Apple even makes it easy by cultivating application standards on the Mac App Store to give you a bit more security. For Mac users who want to see what’s in a file before actually opening it, there’s the built-in Quick Look feature in the Finder. What about Quick Look for apps to be installed?
Yes, inquiring minds want to know what’s going on inside their Macs, but more especially about what’s going into the Mac before it gets there.
Quick Look (select a file in the Finder and press the Space Bar on the keyboard) in OS X lets you view the contents of most files without opening an app to view or use the file.
For example, if the file is a photo, Quick Look in the Finder lets you view the file without opening iPhoto or whatever other graphic app you use.
What about files you’ve downloaded from the internet to install an application to your Mac? For that you can use the Suspicious Package app. It’s actually a Mac Plugin for Quick Look which lets you examine the contents of an installer package from within the Finder– without opening it up first.
Once installed, Suspicious Package becomes a Quick Look Plugin so it’s available from the File menu, or, as always, just press the Space Bar to view the contents of the package.
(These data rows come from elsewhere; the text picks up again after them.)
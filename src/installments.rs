// Copyright (c) 2025 Soumyadip Sarkar.
// All rights reserved.
//
// This source code is licensed under the license found in the
// LICENSE file in the root directory of this source tree.

//! Installment purchases: splitting a purchase into monthly members and
//! collapsing those members back into a single display row.

use crate::error::RecordError;
use crate::models::{EntryKey, LedgerEntry, NewTransaction, Transaction, TransactionStatus};
use chrono::{Months, NaiveDate};
use once_cell::sync::Lazy;
use regex::Regex;
use rust_decimal::Decimal;
use std::collections::HashMap;
use uuid::Uuid;

static INSTALLMENT_SUFFIX: Lazy<Regex> =
    Lazy::new(|| Regex::new(r"\s*\(\d+/\d+\)$").expect("static regex"));

/// Remove a trailing "(n/m)" marker from a description.
pub fn strip_installment_suffix(description: &str) -> String {
    INSTALLMENT_SUFFIX.replace(description, "").into_owned()
}

/// Collapse members of installment groups into one entry per group and sort
/// the result newest first.
pub fn group_transactions(transactions: &[Transaction]) -> Vec<LedgerEntry> {
    group_entries(transactions.iter().map(LedgerEntry::from).collect())
}

/// Same reduction as [`group_transactions`] over display rows. Synthetic group
/// rows carry no installment id, so feeding the output back in changes nothing.
pub fn group_entries(entries: Vec<LedgerEntry>) -> Vec<LedgerEntry> {
    let mut order: Vec<String> = Vec::new();
    let mut buckets: HashMap<String, Vec<LedgerEntry>> = HashMap::new();
    let mut singles = Vec::new();

    for e in entries {
        match e.installment_id.clone().filter(|id| !id.is_empty()) {
            Some(id) => {
                let bucket = buckets.entry(id.clone()).or_insert_with(|| {
                    order.push(id);
                    Vec::new()
                });
                bucket.push(e);
            }
            None => singles.push(e),
        }
    }

    let mut out = Vec::with_capacity(order.len() + singles.len());
    for id in order {
        if let Some(members) = buckets.remove(&id) {
            out.extend(collapse(id, members));
        }
    }
    out.extend(singles);
    out.sort_by(|a, b| b.date.cmp(&a.date));
    out
}

fn collapse(id: String, members: Vec<LedgerEntry>) -> Option<LedgerEntry> {
    let count = members.len();
    let total: Decimal = members.iter().map(|m| m.amount).sum();
    let any_pending = members.iter().any(|m| m.status.is_pending());
    let mut rep = members
        .into_iter()
        .min_by_key(|m| m.installment_num.unwrap_or(0))?;

    rep.description = format!(
        "{} ({}x)",
        strip_installment_suffix(&rep.description),
        count
    );
    rep.key = EntryKey::Group(id);
    rep.amount = total;
    rep.installment_id = None;
    rep.installment_num = None;
    if any_pending {
        rep.status = TransactionStatus::Pending;
    }
    rep.is_grouped = true;
    rep.installments = count;
    Some(rep)
}

/// Split a purchase of `total` into `count` monthly members starting on
/// `template.date`. Shares are rounded to cents and the first member absorbs
/// the remainder, so the members always add up to `total`.
pub fn plan_installments(
    template: NewTransaction,
    count: u32,
) -> Result<Vec<NewTransaction>, RecordError> {
    if count == 0 {
        return Err(RecordError::InvalidInstallmentCount(count));
    }
    if template.amount <= Decimal::ZERO {
        return Err(RecordError::NonPositiveAmount(template.amount.to_string()));
    }
    if count == 1 {
        return Ok(vec![NewTransaction {
            installment_id: None,
            installment_num: None,
            ..template
        }]);
    }

    let total = template.amount;
    let share = (total / Decimal::from(count)).round_dp(2);
    let first = total - share * Decimal::from(count - 1);
    let group_id = Uuid::new_v4().to_string();
    let base = strip_installment_suffix(&template.description);

    if share <= Decimal::ZERO || first <= Decimal::ZERO {
        return Err(RecordError::NonPositiveAmount(share.to_string()));
    }

    let plan = (1..=count)
        .map(|n| NewTransaction {
            description: format!("{} ({}/{})", base, n, count),
            amount: if n == 1 { first } else { share },
            date: add_months(template.date, n - 1),
            installment_id: Some(group_id.clone()),
            installment_num: Some(n),
            ..template.clone()
        })
        .collect();
    Ok(plan)
}

fn add_months(date: NaiveDate, months: u32) -> NaiveDate {
    date.checked_add_months(Months::new(months))
        .unwrap_or(NaiveDate::MAX)
}
use super::CrystalSymmetry;
use crate::StrError;
use std::collections::HashMap;

/// Holds crystal symmetry groups by name
///
/// The registry is an explicit object: build it once and pass it by reference to whatever needs
/// to look up a symmetry group (e.g., slip-group generation).
#[derive(Clone, Debug, Default)]
pub struct SymmetryRegistry {
    groups: HashMap<String, CrystalSymmetry>,
}

impl SymmetryRegistry {
    /// Allocates an empty registry
    pub fn new() -> Self {
        SymmetryRegistry { groups: HashMap::new() }
    }

    /// Allocates a registry with the identity, monoclinic, orthorhombic, hexagonal, and cubic groups
    pub fn with_standard_groups() -> Self {
        let mut registry = SymmetryRegistry::new();
        registry.register(CrystalSymmetry::identity());
        registry.register(CrystalSymmetry::monoclinic());
        registry.register(CrystalSymmetry::orthorhombic());
        registry.register(CrystalSymmetry::hexagonal());
        registry.register(CrystalSymmetry::cubic());
        registry
    }

    /// Registers a group under its name; an existing group with the same name is replaced
    pub fn register(&mut self, group: CrystalSymmetry) {
        let name = group.name().to_string();
        log::debug!("registering symmetry group {} with {} elements", name, group.nsymm());
        if self.groups.insert(name, group).is_some() {
            log::debug!("a previously registered symmetry group has been replaced");
        }
    }

    /// Returns the group with the given name
    pub fn get(&self, name: &str) -> Result<&CrystalSymmetry, StrError> {
        self.groups.get(name).ok_or("symmetry group is not registered")
    }

    /// Returns the sorted names of the registered groups
    pub fn names(&self) -> Vec<String> {
        let mut names: Vec<_> = self.groups.keys().cloned().collect();
        names.sort();
        names
    }
}

////////////////////////////////////////////////////////////////////////////////////////////////////////////////////////
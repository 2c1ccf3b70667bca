use super::{isotropic_c11_c12, k_g_from_e_nu, Moduli, SymmetryModuli};
use crate::base::{ComponentSystem, Config, StressUnits, SymmetryName};
use crate::tensor::{change_basis, mat3_transpose, TensorSystem};
use crate::{Mat3, StrError};
use russell_lab::{mat_inverse, mat_vec_mul, Matrix, Vector};

/// Implements the linear elastic response of a single crystal
///
/// The moduli are given in the input component system and units (see [Config]); the stiffness
/// and compliance matrices are delivered in the output component system and units.
#[derive(Clone, Debug)]
pub struct ElasticSingleCrystal {
    /// Name of the material
    pub name: String,

    /// Moduli as given
    cij_in: Moduli,

    /// Component system of the given moduli
    input_system: ComponentSystem,

    /// Units of the given moduli
    input_units: StressUnits,

    /// Moduli and stiffness in the output system and units
    moduli: SymmetryModuli,

    /// Coefficient of thermal expansion (crystal frame)
    cte: Option<Mat3>,
}

impl ElasticSingleCrystal {
    /// Allocates a new instance
    pub fn new(moduli: Moduli, config: &Config) -> Result<Self, StrError> {
        let mut sym = SymmetryModuli::new(moduli, config.input_system, config.input_units)?;
        sym.set_system(config.output_system);
        sym.set_units(config.output_units);
        Ok(ElasticSingleCrystal {
            name: config.name.clone(),
            cij_in: moduli,
            input_system: config.input_system,
            input_units: config.input_units,
            moduli: sym,
            cte: config.cte,
        })
    }

    /// Allocates an isotropic crystal from the bulk modulus K and the shear modulus G
    pub fn from_k_g(k: f64, g: f64, config: &Config) -> Result<Self, StrError> {
        let (c11, c12) = isotropic_c11_c12(k, g);
        ElasticSingleCrystal::new(Moduli::Isotropic { c11, c12 }, config)
    }

    /// Allocates an isotropic crystal from Young's modulus E and Poisson's coefficient ν
    pub fn from_e_nu(e: f64, nu: f64, config: &Config) -> Result<Self, StrError> {
        let (k, g) = k_g_from_e_nu(e, nu);
        ElasticSingleCrystal::from_k_g(k, g, config)
    }

    /// Returns the symmetry
    pub fn symmetry(&self) -> SymmetryName {
        self.cij_in.symmetry()
    }

    /// Returns the moduli as given (input system and units)
    pub fn cij_in(&self) -> &Moduli {
        &self.cij_in
    }

    /// Returns the moduli in the output system and units
    pub fn cij_out(&self) -> &Moduli {
        self.moduli.moduli()
    }

    /// Returns the symmetry moduli in the output system and units
    pub fn symmetry_moduli(&self) -> &SymmetryModuli {
        &self.moduli
    }

    /// Returns the component system of the given moduli
    pub fn input_system(&self) -> ComponentSystem {
        self.input_system
    }

    /// Returns the units of the given moduli
    pub fn input_units(&self) -> StressUnits {
        self.input_units
    }

    /// Returns the output component system
    pub fn output_system(&self) -> ComponentSystem {
        self.moduli.system()
    }

    /// Returns the output units
    pub fn output_units(&self) -> StressUnits {
        self.moduli.units()
    }

    /// Changes the output component system
    pub fn set_output_system(&mut self, system: ComponentSystem) {
        self.moduli.set_system(system);
    }

    /// Changes the output units
    pub fn set_output_units(&mut self, units: StressUnits) {
        self.moduli.set_units(units);
    }

    /// Returns the coefficient of thermal expansion, if given
    pub fn cte(&self) -> Option<&Mat3> {
        self.cte.as_ref()
    }

    /// Returns the stiffness matrix (crystal frame)
    pub fn stiffness(&self) -> &Matrix {
        self.moduli.stiffness().matrix()
    }

    /// Returns the compliance matrix (crystal frame)
    pub fn compliance(&self) -> Result<Matrix, StrError> {
        let mut ss = Matrix::new(6, 6);
        mat_inverse(&mut ss, self.stiffness()).map_err(|_| "stiffness matrix is singular")?;
        if ss.as_data().iter().any(|x| !x.is_finite()) {
            return Err("stiffness matrix is singular");
        }
        Ok(ss)
    }

    /// Returns the stiffness matrix in the sample frame
    ///
    /// # Input
    ///
    /// * `rmat` -- rotation matrix taking crystal components to sample components
    pub fn sample_stiffness(&self, rmat: &Mat3) -> Result<Matrix, StrError> {
        let system = self.output_system();
        let to_crystal = [mat3_transpose(rmat)];
        let mut res = Matrix::new(6, 6);
        for j in 0..6 {
            let mut unit = [0.0; 6];
            unit[j] = 1.0;
            let eps = strain_from_vector(system, &unit)?;
            let sig = self.apply_stiffness(&[eps], Some(&to_crystal))?;
            let column = stress_to_vector(system, &sig[0])?;
            for i in 0..6 {
                res.set(i, j, column[i]);
            }
        }
        Ok(res)
    }

    /// Returns the compliance matrix in the sample frame
    ///
    /// # Input
    ///
    /// * `rmat` -- rotation matrix taking crystal components to sample components
    pub fn sample_compliance(&self, rmat: &Mat3) -> Result<Matrix, StrError> {
        let system = self.output_system();
        let to_crystal = [mat3_transpose(rmat)];
        let mut res = Matrix::new(6, 6);
        for j in 0..6 {
            let mut unit = [0.0; 6];
            unit[j] = 1.0;
            let sig = stress_from_vector(system, &unit)?;
            let eps = self.apply_compliance(&[sig], Some(&to_crystal))?;
            let column = strain_to_vector(system, &eps[0])?;
            for i in 0..6 {
                res.set(i, j, column[i]);
            }
        }
        Ok(res)
    }

    /// Computes stress tensors from strain tensors
    ///
    /// # Input
    ///
    /// * `eps` -- strain tensors (only the symmetric part is used)
    /// * `rmats` -- optional rotations taking the strain components into the crystal frame
    ///   (`R ε Rᵀ`); the stress is rotated back with `Rᵀ σ R`. A single rotation is applied
    ///   to all tensors; otherwise the number of rotations must equal the number of tensors.
    pub fn apply_stiffness(&self, eps: &[Mat3], rmats: Option<&[Mat3]>) -> Result<Vec<Mat3>, StrError> {
        self.apply(eps, rmats, self.stiffness(), strain_to_vector, stress_from_vector)
    }

    /// Computes strain tensors from stress tensors (inverse of [ElasticSingleCrystal::apply_stiffness])
    pub fn apply_compliance(&self, sig: &[Mat3], rmats: Option<&[Mat3]>) -> Result<Vec<Mat3>, StrError> {
        let ss = self.compliance()?;
        self.apply(sig, rmats, &ss, stress_to_vector, strain_from_vector)
    }

    /// Applies a 6×6 operator to a batch of tensors
    fn apply(
        &self,
        tensors: &[Mat3],
        rmats: Option<&[Mat3]>,
        operator: &Matrix,
        to_vector: fn(ComponentSystem, &Mat3) -> Result<[f64; 6], StrError>,
        from_vector: fn(ComponentSystem, &[f64; 6]) -> Result<Mat3, StrError>,
    ) -> Result<Vec<Mat3>, StrError> {
        let system = self.output_system();
        let local = match rmats {
            Some(r) => change_basis(tensors, r, false)?,
            None => tensors.to_vec(),
        };
        let mut u = Vector::new(6);
        let mut v = Vector::new(6);
        let mut res = Vec::with_capacity(local.len());
        for m in &local {
            let a = to_vector(system, m)?;
            for i in 0..6 {
                u[i] = a[i];
            }
            mat_vec_mul(&mut v, 1.0, operator, &u)?;
            let b = [v[0], v[1], v[2], v[3], v[4], v[5]];
            res.push(from_vector(system, &b)?);
        }
        match rmats {
            Some(r) => change_basis(&res, r, true),
            None => Ok(res),
        }
    }
}

/// Returns the tensor system used to flatten symmetric tensors in a component system
fn flattening(system: ComponentSystem) -> TensorSystem {
    match system {
        ComponentSystem::Mandel => TensorSystem::Mandel,
        _ => TensorSystem::Voigt,
    }
}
Suspicious Package won’t open every folder within an installer package, but an extra click or two will do just that; all the way down to Apple’s Root certificate (if there is one).
At that point, you’re on your own and need to put on your big boy pants, tinfoil pyramid hat, lock the doors, turn off the lights, and dig out your OS X Packages for Dummies book. Why? Because digging through installer packages is a bit geeky and not the domain of the average Mac user.
The Suspicious Package FAQ page is a big help, especially if you’re suspicious of Suspicious Package itself. Not to worry, though. We live in a world where everyone is out to get you, so having a bit of paranoia is a good thing.